Adobe Sign masih menjadi tolok ukur di pasar tanda tangan digital global yang ramah kepatuhan. Kemitraannya dengan banyak PKI global dan proses tanda tangan yang dapat disesuaikan menjadikannya pilihan pertama bagi perusahaan multinasional. Platform Adobe sepenuhnya sesuai dengan standar eIDAS AS, dan terintegrasi dengan mulus dengan Microsoft 365, Salesforce, dan Workday, yang sangat cocok untuk organisasi yang telah mengadopsi ekosistem Adobe. Meskipun masih ada kekurangan dalam bahasa dan lokalisasi data untuk pasar Asia Tenggara, ini masih merupakan solusi yang kuat untuk perusahaan yang berbasis di Amerika Utara dan membutuhkan dukungan penandatanganan global.

Logo Adobe Sign

Amerika Utara - DocuSign

DocuSign telah lama menjadi pemimpin pasar, menyediakan solusi tingkat perusahaan dengan kompatibilitas sistem yang sangat baik dan dukungan kepatuhan global. Produk tanda tangan digitalnya sesuai dengan standar seperti ETSI dan WebTrust, tetapi untuk perusahaan Asia, dukungan bahasa lokalnya terbatas, dan strategi harganya lebih condong ke pasar Barat. Meskipun demikian, DocuSign masih cocok untuk kantor pusat regional Asia Pasifik dari perusahaan multinasional yang ingin mencapai kepatuhan lintas wilayah.

Logo DocuSign

Eropa - IDnow

Untuk organisasi yang beroperasi di Uni Eropa atau perlu memenuhi persyaratan kepatuhan GDPR, IDnow menyediakan identitas digital dan layanan kepercayaan siap pakai (sesuai dengan standar ETSI EN 319 401), dan mendukung tanda tangan elektronik yang memenuhi syarat (QES). Layanannya mencakup secara luas teknologi hukum, perbankan, dan platform SaaS asli Uni Eropa. Meskipun tidak secara khusus dioptimalkan untuk penyebaran di Asia, layanan ini dapat memberikan pelengkap untuk perusahaan global dengan kebutuhan hukum Eropa.

Australia - Annature

Annature bersertifikasi ISO 27001 dan mematuhi Undang-Undang Transaksi Elektronik Australia, dan secara bertahap diakui di Oseania sebagai penyedia solusi tanda tangan elektronik dan identitas digital yang aman dan hemat biaya. Meskipun kerangka kerja fungsi tanda tangan digitalnya sedikit lebih rendah daripada pemimpin global, ia unggul dalam memenuhi uji tuntas kepatuhan lokal dan memiliki dukungan pelanggan yang baik.
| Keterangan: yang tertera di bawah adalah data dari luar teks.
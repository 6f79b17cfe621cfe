// SPDX-License-Identifier: Apache-2.0
// © James Ross Ω FLYING•ROBOTS <https://github.com/flyingrobots>
//! Contract-violation errors.
//!
//! Numeric conditions never surface here; they are encoded as NaN/∞ bit
//! patterns by the scalar engine.

use thiserror::Error;

/// Errors raised by fallible accessors and conversions.
#[derive(Debug, Clone, Copy, PartialEq, Eq, Error)]
pub enum MathError {
    /// A component (or column) index was outside `0..len`.
    #[error("component index {index} out of range for a {len}-wide value")]
    ComponentIndex {
        /// Requested index.
        index: usize,
        /// Number of addressable components.
        len: usize,
    },
    /// A raw discriminant did not name one of the six rotation orders.
    #[error("unknown rotation order discriminant {0}")]
    UnknownRotationOrder(u8),
}

/// Panics with the [`MathError::ComponentIndex`] message.
///
/// Backs the `Index`/`IndexMut` operators, where an out-of-range index is a
/// caller bug rather than a numeric edge case.
#[cold]
#[track_caller]
#[allow(clippy::panic)]
pub(crate) fn component_out_of_range(index: usize, len: usize) -> ! {
    panic!("{}", MathError::ComponentIndex { index, len })
}
// SPDX-License-Identifier: Apache-2.0
// © James Ross Ω FLYING•ROBOTS <https://github.com/flyingrobots>
//! Cross-machine determinism audit for `echo-dmath`.
//!
//! Replays a seeded corpus of engine operations, digests the result bits per
//! operation family, and records or verifies golden digest files. Two
//! machines that verify the same golden file computed identical bits for
//! every operation in the corpus.
#![forbid(unsafe_code)]

/// Audit runs, golden files, torture loops.
pub mod audit;
/// Command-line front end.
pub mod cli;
pub mod corpus;
pub mod prng;

pub use audit::{run_audit, AuditConfig, AuditError, AuditReport, FamilyDigest, Golden};
pub use corpus::Family;
pub use prng::Prng;
// SPDX-License-Identifier: Apache-2.0
// © James Ross Ω FLYING•ROBOTS <https://github.com/flyingrobots>
//! Rotation quaternions.

use core::ops::Mul;

use bytemuck::{Pod, Zeroable};

use crate::bits::SIGN_BIT;
use crate::{DFloat, Mat3, Mat4, UVec4, Vec3, Vec4};

const CONJUGATE_MASK: UVec4 = UVec4::new(SIGN_BIT, SIGN_BIT, SIGN_BIT, 0);
const NEG_W_MASK: UVec4 = UVec4::new(0, 0, 0, SIGN_BIT);

/// Lanes of `b` where `mask` is all ones, of `a` where it is zero.
fn blend(a: Vec4, b: Vec4, mask: u32) -> Vec4 {
    let mask = UVec4::splat(mask);
    Vec4::from_bits((a.to_bits() & !mask) | (b.to_bits() & mask))
}

/// Quaternion stored as `(x, y, z, w)` with `w` the scalar part.
///
/// * Angles are radians.
/// * Unit length is expected but not enforced; only the constructors that
///   say so normalize.
#[cfg_attr(feature = "serde", derive(serde::Serialize, serde::Deserialize))]
#[derive(Debug, Copy, Clone, PartialEq, Pod, Zeroable)]
#[repr(C)]
pub struct Quat {
    /// `i` coefficient.
    pub x: DFloat,
    /// `j` coefficient.
    pub y: DFloat,
    /// `k` coefficient.
    pub z: DFloat,
    /// Scalar part.
    pub w: DFloat,
}

impl Quat {
    /// No rotation.
    pub const IDENTITY: Self = Self::new(DFloat::ZERO, DFloat::ZERO, DFloat::ZERO, DFloat::ONE);

    /// Creates a quaternion from components.
    #[inline]
    pub const fn new(x: DFloat, y: DFloat, z: DFloat, w: DFloat) -> Self {
        Self { x, y, z, w }
    }

    /// Same as [`Quat::new`].
    #[inline]
    pub const fn from_xyzw(x: DFloat, y: DFloat, z: DFloat, w: DFloat) -> Self {
        Self::new(x, y, z, w)
    }

    /// Components `(x, y, z, w)` taken from a vector.
    #[inline]
    pub const fn from_vec4(v: Vec4) -> Self {
        Self::new(v.x, v.y, v.z, v.w)
    }

    /// Components as a vector.
    #[inline]
    pub const fn to_vec4(self) -> Vec4 {
        Vec4::new(self.x, self.y, self.z, self.w)
    }

    /// Components as an array.
    #[inline]
    pub const fn to_array(self) -> [DFloat; 4] {
        [self.x, self.y, self.z, self.w]
    }

    /// Vector part `(x, y, z)`.
    #[inline]
    pub const fn xyz(self) -> Vec3 {
        Vec3::new(self.x, self.y, self.z)
    }

    /// Rotation by `angle` radians about a unit `axis`.
    ///
    /// The axis is not normalized.
    pub fn from_axis_angle(axis: Vec3, angle: DFloat) -> Self {
        let (s, c) = (angle * DFloat::HALF).sin_cos();
        Self::from_vec4((axis * s).extend(c))
    }

    /// Rotation about +X by `angle` radians.
    pub fn from_rotation_x(angle: DFloat) -> Self {
        let (s, c) = (angle * DFloat::HALF).sin_cos();
        Self::new(s, DFloat::ZERO, DFloat::ZERO, c)
    }

    /// Rotation about +Y by `angle` radians.
    pub fn from_rotation_y(angle: DFloat) -> Self {
        let (s, c) = (angle * DFloat::HALF).sin_cos();
        Self::new(DFloat::ZERO, s, DFloat::ZERO, c)
    }

    /// Rotation about +Z by `angle` radians.
    pub fn from_rotation_z(angle: DFloat) -> Self {
        let (s, c) = (angle * DFloat::HALF).sin_cos();
        Self::new(DFloat::ZERO, DFloat::ZERO, s, c)
    }

    /// Unit quaternion of an orthonormal rotation matrix.
    ///
    /// Branchless: the sign of `m.c0.x` and of `t = m.c1.y ± m.c2.z` choose
    /// which of the four trace forms is numerically largest, expressed as
    /// sign-mask XORs and lane permutations rather than `if` chains.
    pub fn from_mat3(m: &Mat3) -> Self {
        let (u, v, w) = (m.c0, m.c1, m.c2);

        let u_sign = u.x.to_bits() & SIGN_BIT;
        let t = v.y + DFloat::from_bits(w.z.to_bits() ^ u_sign);
        let u_mask = ((u_sign as i32) >> 31) as u32;
        let t_mask = ((t.to_bits() as i32) >> 31) as u32;

        let tr = DFloat::ONE + u.x.abs();

        let flips = UVec4::new(0, SIGN_BIT, SIGN_BIT, SIGN_BIT)
            ^ (UVec4::splat(u_mask) & UVec4::new(0, SIGN_BIT, 0, SIGN_BIT))
            ^ (UVec4::splat(t_mask) & UVec4::new(SIGN_BIT, SIGN_BIT, SIGN_BIT, 0));

        let value = Vec4::new(tr, u.y, w.x, v.z) + Vec4::new(t, v.x, u.z, w.y).xor_sign(flips);
        let value = blend(value, Vec4::new(value.z, value.w, value.x, value.y), u_mask);
        let value = blend(Vec4::new(value.w, value.z, value.y, value.x), value, t_mask);
        Self::from_vec4(value.normalize())
    }

    /// Rotation part of an affine matrix; see [`Quat::from_mat3`].
    pub fn from_mat4(m: &Mat4) -> Self {
        Self::from_mat3(&Mat3::from_mat4(m))
    }

    /// See [`Mat3::look_rotation`]; same preconditions.
    pub fn look_rotation(forward: Vec3, up: Vec3) -> Self {
        Self::from_mat3(&Mat3::look_rotation(forward, up))
    }

    /// See [`Mat3::look_rotation_safe`]; degenerate input gives
    /// [`Quat::IDENTITY`].
    pub fn look_rotation_safe(forward: Vec3, up: Vec3) -> Self {
        Self::from_mat3(&Mat3::look_rotation_safe(forward, up))
    }

    /// 4D dot product.
    #[inline]
    pub fn dot(self, rhs: Self) -> DFloat {
        self.to_vec4().dot(rhs.to_vec4())
    }

    /// `self · self`.
    #[inline]
    pub fn length_squared(self) -> DFloat {
        self.dot(self)
    }

    /// Euclidean norm.
    #[inline]
    pub fn length(self) -> DFloat {
        self.length_squared().sqrt()
    }

    /// Scales to unit length; unchecked (zero input gives NaN).
    #[inline]
    #[must_use]
    pub fn normalize(self) -> Self {
        Self::from_vec4(self.to_vec4().normalize())
    }

    /// [`Quat::normalize`], or [`Quat::IDENTITY`] when the squared length is
    /// not above [`DFloat::MIN_POSITIVE`] or is not finite.
    #[must_use]
    pub fn normalize_or_identity(self) -> Self {
        let len_sq = self.length_squared();
        if len_sq.gt(DFloat::MIN_POSITIVE) && len_sq.is_finite() {
            Self::from_vec4(self.to_vec4() * len_sq.rsqrt())
        } else {
            Self::IDENTITY
        }
    }

    /// `(-x, -y, -z, w)`, sign flips only.
    #[inline]
    #[must_use]
    pub fn conjugate(self) -> Self {
        Self::from_vec4(self.to_vec4().xor_sign(CONJUGATE_MASK))
    }

    /// `conjugate / |q|²`; zero input gives NaN/∞ components.
    #[inline]
    #[must_use]
    pub fn inverse(self) -> Self {
        Self::from_vec4(self.conjugate().to_vec4() * self.length_squared().recip())
    }

    /// Hamilton product `self * rhs`: applies `rhs` first, then `self`.
    #[must_use]
    pub fn mul_quat(self, rhs: Self) -> Self {
        let (a, b) = (self.to_vec4(), rhs.to_vec4());
        let xyzx = Vec4::new(a.x, a.y, a.z, a.x) * Vec4::new(b.w, b.w, b.w, b.x);
        let yzxy = Vec4::new(a.y, a.z, a.x, a.y) * Vec4::new(b.z, b.x, b.y, b.y);
        let zxyz = Vec4::new(a.z, a.x, a.y, a.z) * Vec4::new(b.y, b.z, b.x, b.z);
        Self::from_vec4(a.w * b + (xyzx + yzxy).xor_sign(NEG_W_MASK) - zxyz)
    }

    /// Rotates `v` by this (unit) quaternion.
    pub fn mul_vec3(self, v: Vec3) -> Vec3 {
        let q = self.xyz();
        let t = DFloat::TWO * q.cross(v);
        v + self.w * t + q.cross(t)
    }

    /// Normalized linear interpolation along the shorter arc.
    #[must_use]
    pub fn nlerp(self, rhs: Self, t: DFloat) -> Self {
        let end = if self.dot(rhs).lt(DFloat::ZERO) {
            -rhs.to_vec4()
        } else {
            rhs.to_vec4()
        };
        Self::from_vec4(self.to_vec4().lerp(end, t).normalize())
    }

    /// Rotation matrix; see [`Mat3::from_quat`].
    #[inline]
    pub fn to_mat3(self) -> Mat3 {
        Mat3::from_quat(self)
    }
}

impl Default for Quat {
    #[inline]
    fn default() -> Self {
        Self::IDENTITY
    }
}

impl Mul for Quat {
    type Output = Self;
    #[inline]
    fn mul(self, rhs: Self) -> Self {
        self.mul_quat(rhs)
    }
}

impl Mul<Vec3> for Quat {
    type Output = Vec3;
    #[inline]
    fn mul(self, rhs: Vec3) -> Vec3 {
        self.mul_vec3(rhs)
    }
}

impl From<Quat> for Vec4 {
    #[inline]
    fn from(q: Quat) -> Self {
        q.to_vec4()
    }
}

impl From<Vec4> for Quat {
    #[inline]
    fn from(v: Vec4) -> Self {
        Self::from_vec4(v)
    }
}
Hal-Hal yang Perlu Diperhatikan Saat Memilih Platform Tanda Tangan

Sebelum memilih platform, perusahaan harus terlebih dahulu menganalisis lingkungan peraturan mereka: apakah negara tempat mereka berada mewajibkan penggunaan CA lokal? Apakah kontrak akan memasuki kerangka hukum internasional seperti eIDAS atau NSTIC? Pada saat yang sama, biaya kepemilikan total juga harus dievaluasi, tidak hanya biaya lisensi, tetapi juga potensi waktu henti yang disebabkan oleh pelatihan, dukungan lokal, dan masalah kompatibilitas sistem.

Di Asia, dukungan bahasa dan templat hukum sangat penting. Penyedia layanan yang hanya menyediakan antarmuka bahasa Inggris mungkin tidak cocok untuk tim multi-lokasi yang tersebar di Vietnam, Indonesia, atau Bangkok. Prioritaskan platform yang telah diverifikasi melalui pengujian lapangan di wilayah tempat Anda benar-benar beroperasi, dan memiliki kemampuan API untuk berintegrasi dengan sistem alur kerja yang ada.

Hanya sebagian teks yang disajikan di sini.